Task prompt.
Only lines holding the word "Duration" are wanted. Copy them from the listing below.

==========

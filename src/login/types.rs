//! Token and error definitions for the client-credentials login.

use serde::Deserialize;
use thiserror::Error;

/// Token endpoint path appended to the identity provider base URL.
pub const LOGIN_PATH: &str = "/auth/realms/master/protocol/openid-connect/token";

/// Tenant sent with every login.
pub const TENANT_ID: &str = "master";

/// Token returned by the identity provider.
#[derive(Debug, Clone, PartialEq, Eq, Deserialize)]
pub struct Token {
    #[serde(rename = "accessToken", alias = "access_token", default)]
    pub access_token: String,
}

/// Errors that can occur during login.
#[derive(Debug, Error)]
pub enum LoginError {
    /// Client id or secret is empty; no request was made.
    #[error("Empty parameters provided for IamClientID or IamClientSecret")]
    MissingCredentials,

    /// The HTTP client could not be constructed.
    #[error("Could not build HTTP client: {0}")]
    Client(#[source] reqwest::Error),

    /// DNS, connection or TLS failure.
    #[error("Request Failed with following error: {0}")]
    Transport(#[source] reqwest::Error),

    /// The response body could not be read.
    #[error("Reading response body failed: {0}")]
    Body(#[source] reqwest::Error),

    /// The identity provider answered with a non-2xx status.
    #[error("{status_text}")]
    Http {
        status: u16,
        status_text: String,
        body: Vec<u8>,
    },

    /// The response body is not a token.
    #[error("JSON Unmarshal Failed with following error: {0}")]
    Decode(#[from] serde_json::Error),
}

impl LoginError {
    /// HTTP status of the response, if one was received.
    pub fn status(&self) -> Option<u16> {
        match self {
            LoginError::Http { status, .. } => Some(*status),
            _ => None,
        }
    }
}

/// Result type for login operations.
pub type LoginResult<T> = Result<T, LoginError>;
//! Trust configuration built from the fixture CA and client pair.

use hello_rapp::net::tls::{build_mutual_trust_config, build_trust_config, TrustKind};
use rustls::ProtocolVersion;

mod common;

#[test]
fn test_fixtures_build_both_configurations() {
    let config = common::mtls_config("localhost:9000");

    let plain = build_trust_config(&config).expect("plain trust");
    assert_eq!(plain.kind(), TrustKind::Plain);
    assert_eq!(plain.root_count(), 1);
    assert!(!plain.has_client_identity());
    assert_eq!(plain.min_protocol_version(), ProtocolVersion::TLSv1_3);

    let mutual = build_mutual_trust_config(&config).expect("mutual trust");
    assert_eq!(mutual.kind(), TrustKind::Mutual);
    assert!(mutual.has_client_identity());
    assert_eq!(mutual.min_protocol_version(), ProtocolVersion::TLSv1_3);
}

#[test]
fn test_server_certificate_is_not_a_ca_bundle_substitute() {
    let mut config = common::mtls_config("localhost:9000");
    config.ca_cert_file_name = "server-key.pem".into();

    assert!(build_trust_config(&config).is_none());
    assert!(build_mutual_trust_config(&config).is_none());
}

#[test]
fn test_mutual_requires_client_certificate() {
    let mut config = common::mtls_config("localhost:9000");
    config.app_cert = "missing.pem".into();

    assert!(build_trust_config(&config).is_some());
    assert!(build_mutual_trust_config(&config).is_none());
}

#[test]
fn test_unset_directories_resolve_relative_to_cwd() {
    let config = hello_rapp::AppConfig {
        ca_cert_file_name: "no-such-ca.pem".into(),
        ..hello_rapp::AppConfig::default()
    };
    assert!(build_trust_config(&config).is_none());
}
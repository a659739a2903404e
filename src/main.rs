//! Hello World rApp (v1)
//!
//! A demonstration service built with Tokio and Axum.
//!
//! # Architecture Overview
//!
//! ```text
//!                        ┌──────────────────────────────────────────────────┐
//!                        │                  HELLO WORLD RAPP                 │
//!                        │                                                   │
//!     GET /hello         │  ┌─────────┐    ┌─────────┐    ┌──────────────┐  │
//!     ───────────────────┼─▶│  http   │───▶│ handler │───▶│    login     │──┼──▶ Identity
//!                        │  │ server  │    │         │    │ (plain TLS)  │  │    Provider
//!                        │  └─────────┘    └────┬────┘    └──────────────┘  │
//!                        │                      │                           │
//!                        │                      ▼                           │
//!                        │               ┌──────────────┐  ┌────────────┐   │
//!                        │               │    logger    │─▶│  dispatch  │───┼──▶ Remote Log
//!                        │               │ (threshold)  │  │ (mTLS, 1×) │   │    Collector
//!                        │               └──────────────┘  └────────────┘   │
//!                        │                                                   │
//!                        │  ┌─────────────────────────────────────────────┐ │
//!                        │  │            Cross-Cutting Concerns            │ │
//!                        │  │  config (env, ArcSwap) · net::tls · metrics  │ │
//!                        │  │  lifecycle (signals, reload, shutdown)       │ │
//!                        │  └─────────────────────────────────────────────┘ │
//!                        └──────────────────────────────────────────────────┘
//! ```

use std::net::SocketAddr;
use std::sync::Arc;

use hello_rapp::config::ConfigProvider;
use hello_rapp::http::{AppState, HttpServer};
use hello_rapp::lifecycle::{reload, startup, Shutdown, SignalEvent, Signals};
use hello_rapp::observability::{metrics, Logger};

#[tokio::main]
async fn main() -> Result<(), Box<dyn std::error::Error>> {
    startup::init_tracing();
    hello_rapp::net::tls::install_crypto_provider();

    tracing::info!("hello-rapp v{} starting", env!("CARGO_PKG_VERSION"));

    let provider = Arc::new(ConfigProvider::from_env());
    let config = provider.snapshot();

    tracing::info!(
        port = config.local_port,
        protocol = %config.local_protocol,
        container = %config.container_name,
        "Configuration loaded"
    );
    startup::report_config_warnings(&config);

    let metrics_handle = metrics::init_metrics()?;

    let logger = Logger::init(config.clone());
    logger.info("Hello World Sample App");

    let shutdown = Shutdown::new();
    let mut signals = Signals::register()?;

    let _control_watcher =
        reload::watch_log_control(provider.clone(), logger.clone(), shutdown.subscribe());

    let server = HttpServer::new(AppState {
        config: provider.clone(),
        logger: logger.clone(),
        metrics: metrics_handle,
    });
    let addr = SocketAddr::from(([0, 0, 0, 0], config.local_port));
    let mut server_task = tokio::spawn(server.run(addr, shutdown.subscribe()));

    logger.info("Server is ready to receive web requests");

    loop {
        tokio::select! {
            event = signals.recv() => match event {
                SignalEvent::Reload => reload::reload(&provider, &logger),
                SignalEvent::Shutdown => break,
            },
            result = &mut server_task => {
                // The listener stopped on its own: bind or TLS failure.
                if let Ok(Err(e)) = &result {
                    logger.error(&e.to_string());
                }
                result??;
                return Ok(());
            }
        }
    }

    logger.info("Terminating Hello World");
    shutdown.trigger();
    server_task.await??;

    tracing::info!("Shutdown complete");
    Ok(())
}
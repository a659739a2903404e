//! HTTP server setup and configuration.
//!
//! # Responsibilities
//! - Create Axum Router with all handlers
//! - Wire up middleware (tracing, timeout, request ID, status metrics)
//! - Serve plain HTTP or TLS depending on the configured protocol
//! - Stop accepting and drain on shutdown

use axum::{
    body::Body,
    extract::{ConnectInfo, State},
    http::Request,
    middleware::{self, Next},
    response::Response,
    routing::get,
    Router,
};
use metrics_exporter_prometheus::PrometheusHandle;
use std::net::SocketAddr;
use std::path::Path;
use std::sync::Arc;
use std::time::Duration;
use tokio::net::TcpListener;
use tokio::sync::broadcast;
use tower_http::{
    request_id::{PropagateRequestIdLayer, SetRequestIdLayer},
    timeout::TimeoutLayer,
    trace::TraceLayer,
};

use crate::config::{ConfigProvider, Protocol};
use crate::http::request::{client_ip_info, MakeRequestUuidV4};
use crate::login;
use crate::net::tls::load_tls_config;
use crate::observability::metrics;
use crate::observability::Logger;

/// Upper bound on a single request, login included.
pub const REQUEST_TIMEOUT: Duration = Duration::from_secs(30);

/// Time given to open connections after shutdown on the TLS listener.
pub const TLS_DRAIN_TIMEOUT: Duration = Duration::from_secs(10);

/// Application state injected into handlers.
#[derive(Clone)]
pub struct AppState {
    pub config: Arc<ConfigProvider>,
    pub logger: Logger,
    pub metrics: PrometheusHandle,
}

/// HTTP server for the greeting service.
pub struct HttpServer {
    router: Router,
    state: AppState,
}

impl HttpServer {
    /// Create a new HTTP server around the shared state.
    pub fn new(state: AppState) -> Self {
        let router = Self::build_router(state.clone());
        Self { router, state }
    }

    /// Build the Axum router with all middleware layers.
    #[allow(deprecated)]
    fn build_router(state: AppState) -> Router {
        Router::new()
            .route("/hello", get(hello_handler))
            .route("/health", get(health_handler))
            .route("/metrics", get(metrics_handler))
            .with_state(state)
            .layer(middleware::from_fn(record_status))
            .layer(TimeoutLayer::new(REQUEST_TIMEOUT))
            .layer(PropagateRequestIdLayer::x_request_id())
            .layer(SetRequestIdLayer::x_request_id(MakeRequestUuidV4))
            .layer(TraceLayer::new_for_http())
    }

    /// The router, for serving or for driving in tests.
    pub fn router(&self) -> Router {
        self.router.clone()
    }

    /// Run the server on `addr` until `shutdown` fires.
    pub async fn run(self, addr: SocketAddr, shutdown: broadcast::Receiver<()>) -> Result<(), std::io::Error> {
        let config = self.state.config.snapshot();
        let app = self.router.into_make_service_with_connect_info::<SocketAddr>();

        match config.protocol() {
            Protocol::Http => {
                let listener = TcpListener::bind(addr).await?;
                tracing::info!(address = %listener.local_addr()?, "HTTP server starting");

                axum::serve(listener, app)
                    .with_graceful_shutdown(wait_for_shutdown(shutdown))
                    .await?;
            }
            Protocol::Https => {
                let tls = load_tls_config(Path::new(&config.cert_file), Path::new(&config.key_file)).await?;
                tracing::info!(address = %addr, "HTTPS server starting");

                let handle = axum_server::Handle::new();
                let drain = handle.clone();
                tokio::spawn(async move {
                    wait_for_shutdown(shutdown).await;
                    drain.graceful_shutdown(Some(TLS_DRAIN_TIMEOUT));
                });

                axum_server::bind_rustls(addr, tls)
                    .handle(handle)
                    .serve(app)
                    .await?;
            }
        }

        tracing::info!("HTTP server stopped");
        Ok(())
    }
}

/// Greeting handler. Logs in against the identity provider on every call;
/// a failed login is logged and never changes the response.
async fn hello_handler(State(state): State<AppState>, request: Request<Body>) -> &'static str {
    let logger = &state.logger;
    logger.debug("Entering api handler...");

    let remote_addr = request
        .extensions()
        .get::<ConnectInfo<SocketAddr>>()
        .map(|ConnectInfo(addr)| addr.to_string())
        .unwrap_or_default();
    logger.info(&format!("Request IP: {}", client_ip_info(request.headers(), &remote_addr)));

    metrics::record_request();

    let config = state.config.snapshot();
    match login::login(&config).await {
        Ok(_) => logger.debug("Login Success."),
        Err(e) => {
            metrics::record_request_failure();
            logger.error(&format!("Login Failed. {}", e));
        }
    }

    logger.debug("Leaving api handler...");
    "Hello World!!"
}

async fn health_handler() -> &'static str {
    "Ok"
}

async fn metrics_handler(State(state): State<AppState>) -> String {
    state.metrics.render()
}

async fn record_status(request: Request<Body>, next: Next) -> Response {
    let response = next.run(request).await;
    metrics::record_http_response(response.status().as_u16());
    response
}

async fn wait_for_shutdown(mut shutdown: broadcast::Receiver<()>) {
    let _ = shutdown.recv().await;
    tracing::info!("Shutdown signal received");
}
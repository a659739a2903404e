//! Identity provider login subsystem.
//!
//! # Data Flow
//! ```text
//! /hello handler
//!     → client.rs (client-credentials grant, form POST)
//!     → net::tls (plain trust from the CA bundle)
//!     → identity provider token endpoint
//!     → types.rs (Token, or a typed LoginError)
//! ```
//!
//! # Design Decisions
//! - Login failures are reported to the caller, never turned into a failed response
//! - Non-2xx answers carry status, status text and body
//! - Transport and decoding failures are distinct variants

pub mod client;
pub mod types;

pub use client::{login, LoginClient};
pub use types::{LoginError, LoginResult, Token};
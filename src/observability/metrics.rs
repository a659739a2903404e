//! Metrics collection and exposition.
//!
//! # Responsibilities
//! - Define service metrics (requests, failures, responses by status)
//! - Expose a Prometheus-compatible rendering for `/metrics`
//! - Count log records the remote dispatcher could not deliver
//!
//! # Metrics
//! - `hello_world_requests_total` (counter): total API requests
//! - `hello_world_requests_failed_total` (counter): API requests whose login failed
//! - `hello_world_http_requests_total` (counter): HTTP responses by `code`
//! - `hello_world_log_dispatch_dropped_total` (counter): records dropped on a full queue
//! - `hello_world_log_dispatch_failed_total` (counter): records the collector did not accept
//!
//! # Design Decisions
//! - Low-overhead metric updates through the `metrics` facade
//! - A single recorder installed at startup; the handle renders for scrapes

use metrics::{counter, describe_counter};
use metrics_exporter_prometheus::{BuildError, PrometheusBuilder, PrometheusHandle};

pub const REQUESTS_TOTAL: &str = "hello_world_requests_total";
pub const REQUESTS_FAILED_TOTAL: &str = "hello_world_requests_failed_total";
pub const HTTP_REQUESTS_TOTAL: &str = "hello_world_http_requests_total";
pub const LOG_DISPATCH_DROPPED_TOTAL: &str = "hello_world_log_dispatch_dropped_total";
pub const LOG_DISPATCH_FAILED_TOTAL: &str = "hello_world_log_dispatch_failed_total";

/// Install the Prometheus recorder as the process-wide metrics recorder.
///
/// Can succeed only once per process.
pub fn init_metrics() -> Result<PrometheusHandle, BuildError> {
    let handle = PrometheusBuilder::new().install_recorder()?;
    describe_metrics();
    tracing::info!("Metrics recorder installed");
    Ok(handle)
}

/// Register help text for every metric with the current recorder.
pub fn describe_metrics() {
    describe_counter!(REQUESTS_TOTAL, "Total number of API requests");
    describe_counter!(REQUESTS_FAILED_TOTAL, "Total number of API requests failures");
    describe_counter!(HTTP_REQUESTS_TOTAL, "Total number of HTTP responses by status codes");
    describe_counter!(LOG_DISPATCH_DROPPED_TOTAL, "Log records dropped because the dispatch queue was full");
    describe_counter!(LOG_DISPATCH_FAILED_TOTAL, "Log records the remote collector did not receive");
}

pub fn record_request() {
    counter!(REQUESTS_TOTAL).increment(1);
}

pub fn record_request_failure() {
    counter!(REQUESTS_FAILED_TOTAL).increment(1);
}

pub fn record_http_response(status: u16) {
    counter!(HTTP_REQUESTS_TOTAL, "code" => status.to_string()).increment(1);
}

pub fn record_dispatch_dropped() {
    counter!(LOG_DISPATCH_DROPPED_TOTAL).increment(1);
}

pub fn record_dispatch_failure() {
    counter!(LOG_DISPATCH_FAILED_TOTAL).increment(1);
}
//! Remote log dispatch over mutual TLS.
//!
//! # Responsibilities
//! - Build the wire record for an accepted log line
//! - Ship records to the remote collector, one request at a time
//! - Report delivery failures to the local sink only
//!
//! # Design Decisions
//! - A single worker task drains a bounded queue, so at most one POST is in
//!   flight and records arrive in submission order
//! - Submitting never waits for network I/O; a full queue drops the record
//! - Each POST has a deadline so a hung collector cannot stall the queue forever

use std::sync::Arc;
use std::time::Duration;

use arc_swap::ArcSwap;
use reqwest::header::CONTENT_TYPE;
use chrono::{SecondsFormat, Utc};
use serde::{Deserialize, Serialize};
use thiserror::Error;
use tokio::runtime::Handle;
use tokio::sync::mpsc;
use url::Url;

use crate::observability::logging::{LocalSink, Severity};
use crate::observability::metrics;

/// Version stamped on every record.
pub const LOG_ENTRY_VERSION: &str = "0.0.1";

/// Service identifier stamped on every record.
pub const SERVICE_ID: &str = "rapp-eric-oss-hello-world-go-app";

/// Records waiting for the worker before new ones are dropped.
pub const DISPATCH_QUEUE_CAPACITY: usize = 1024;

/// Deadline for a single POST to the collector.
pub const DISPATCH_TIMEOUT: Duration = Duration::from_secs(10);

/// Wire record shipped to the remote collector.
#[derive(Debug, Clone, PartialEq, Eq, Serialize, Deserialize)]
pub struct LogEntry {
    pub timestamp: String,
    pub version: String,
    pub message: String,
    pub service_id: String,
    pub severity: String,
}

impl LogEntry {
    pub fn new(message: &str, severity: Severity) -> Self {
        Self {
            timestamp: Utc::now().to_rfc3339_opts(SecondsFormat::Secs, true),
            version: LOG_ENTRY_VERSION.to_string(),
            message: message.to_string(),
            service_id: SERVICE_ID.to_string(),
            severity: severity.label().to_string(),
        }
    }
}

/// Why a record was not handed to the collector.
#[derive(Debug, Error)]
pub enum DispatchError {
    #[error("remote logging is not configured")]
    Disabled,

    #[error("invalid log endpoint '{endpoint}': {source}")]
    Endpoint {
        endpoint: String,
        #[source]
        source: url::ParseError,
    },

    #[error("failed to serialize log entry: {0}")]
    Serialize(#[from] serde_json::Error),

    #[error("dispatch queue is full, log entry dropped")]
    QueueFull,

    #[error("dispatch worker has stopped")]
    Closed,

    #[error("request failed for mTLS logging: {0}")]
    Request(#[from] reqwest::Error),
}

/// Collector URL for a configured endpoint host.
pub fn endpoint_url(endpoint: &str) -> Result<Url, DispatchError> {
    Url::parse(&format!("https://{}", endpoint)).map_err(|source| DispatchError::Endpoint {
        endpoint: endpoint.to_string(),
        source,
    })
}

/// Handle to the background worker that ships records to the collector.
///
/// Dropping the last handle closes the queue; the worker delivers what is
/// already queued and then exits.
pub struct RemoteDispatcher {
    tx: mpsc::Sender<Vec<u8>>,
    url: Url,
}

impl RemoteDispatcher {
    /// Spawn the worker on `runtime`.
    pub fn spawn(runtime: &Handle, client: reqwest::Client, url: Url, sink: Arc<ArcSwap<LocalSink>>) -> Self {
        let (tx, rx) = mpsc::channel(DISPATCH_QUEUE_CAPACITY);
        runtime.spawn(run_worker(rx, client, url.clone(), sink));
        Self { tx, url }
    }

    /// Queue a record for delivery.
    pub fn submit(&self, entry: &LogEntry) -> Result<(), DispatchError> {
        let body = serde_json::to_vec(entry)?;
        self.tx.try_send(body).map_err(|e| match e {
            mpsc::error::TrySendError::Full(_) => {
                metrics::record_dispatch_dropped();
                DispatchError::QueueFull
            }
            mpsc::error::TrySendError::Closed(_) => DispatchError::Closed,
        })
    }
}

impl std::fmt::Debug for RemoteDispatcher {
    fn fmt(&self, f: &mut std::fmt::Formatter<'_>) -> std::fmt::Result {
        f.debug_struct("RemoteDispatcher").field("url", &self.url.as_str()).finish()
    }
}

async fn run_worker(
    mut rx: mpsc::Receiver<Vec<u8>>,
    client: reqwest::Client,
    url: Url,
    sink: Arc<ArcSwap<LocalSink>>,
) {
    while let Some(body) = rx.recv().await {
        if let Err(e) = post(&client, &url, body).await {
            metrics::record_dispatch_failure();
            sink.load().write(Severity::Error, &e.to_string());
        }
    }
    tracing::debug!(url = %url, "Log dispatch worker stopped");
}

async fn post(client: &reqwest::Client, url: &Url, body: Vec<u8>) -> Result<(), DispatchError> {
    let response = client
        .post(url.clone())
        .header(CONTENT_TYPE, "application/json")
        .body(body)
        .send()
        .await?;

    // Drain the body so the connection can be reused; its content is ignored.
    let _ = response.bytes().await;
    Ok(())
}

==========

Answer space.
use std::time::Duration;
pub const REQUEST_TIMEOUT: Duration = Duration::from_secs(30);
pub const TLS_DRAIN_TIMEOUT: Duration = Duration::from_secs(10);
use std::time::Duration;
pub const DISPATCH_TIMEOUT: Duration = Duration::from_secs(10);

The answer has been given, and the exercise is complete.